Patterns (N Y). 2020 Jul 2;1(5):100065. doi: 10.1016/j.patter.2020.100065. eCollection 2020 Aug 14.

Abstract

High-throughput drug screens in cancer cell lines test compounds at low concentrations, thereby enabling the identification of drug-sensitivity biomarkers, while resistance biomarkers remain underexplored. Dissecting meaningful drug responses at high concentrations is challenging due to cytotoxicity, i.e., off-target effects, thus limiting resistance biomarker discovery to frequently mutated cancer genes. To address this, we interrogate subpopulations carrying sensitivity biomarkers and consecutively investigate unexpectedly resistant (UNRES) cell lines for unique genetic alterations that may drive resistance. By analyzing the GDSC and CTRP datasets, we find 53 and 35 UNRES cases, respectively. For 24 and 28 of them, we highlight putative resistance biomarkers. We find clinically relevant cases such as EGFRT790M mutation in NCI-H1975 or PTEN loss in NCI-H1650 cells, in lung adenocarcinoma treated with EGFR inhibitors.
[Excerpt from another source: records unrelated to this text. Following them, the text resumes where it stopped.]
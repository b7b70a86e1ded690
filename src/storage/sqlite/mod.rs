//! SQLite storage backend.
//!
//! One database file (`feedvault.db` under the archive path, or an
//! in-memory database when the path is `:memory:`), one connection, and a
//! transaction that is always open: setters execute their SQL immediately
//! inside it, `commit()` runs `COMMIT; BEGIN`, `rollback()` runs
//! `ROLLBACK; BEGIN`. A setter whose SQL fails records the error; the next
//! `commit()` discards the damaged unit and surfaces that first failure as
//! [`StorageError::WriteFailed`], so nothing is lost silently.

use std::collections::BTreeMap;
use std::path::{Path, PathBuf};
use std::sync::atomic::{AtomicBool, Ordering};
use std::sync::{Arc, Mutex, Weak};

use chrono::{DateTime, Utc};
use rusqlite::{params, Connection, OptionalExtension};

use crate::item::{Category, Enclosure, Person, Status};

use super::scheduler::CommitScheduler;
use super::{lock, FeedStorage, Storage, StorageError, StorageFactory, StorageParams};

mod schema;

fn database_path(params: &StorageParams) -> Option<PathBuf> {
    if params.archive_path == Path::new(":memory:") {
        None
    } else {
        Some(params.archive_path.join("feedvault.db"))
    }
}

struct DbState {
    conn: Connection,
    /// Whether the open transaction holds uncommitted changes.
    dirty: bool,
    /// First setter failure inside the current transaction, surfaced by
    /// the next commit.
    failure: Option<String>,
    closed: bool,
}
Interrogating the underpinnings of drug resistance with publicly available CRISPR phenotypic assays assists in prioritizing resistance drivers, offering hypotheses for drug combinations.

Keywords: CRISPR; biomarker discovery; biostatistics; cancer; cancer cell lines; drug combinations; drug high-throughput screens; drug resistance; early drug discovery; precision medicine.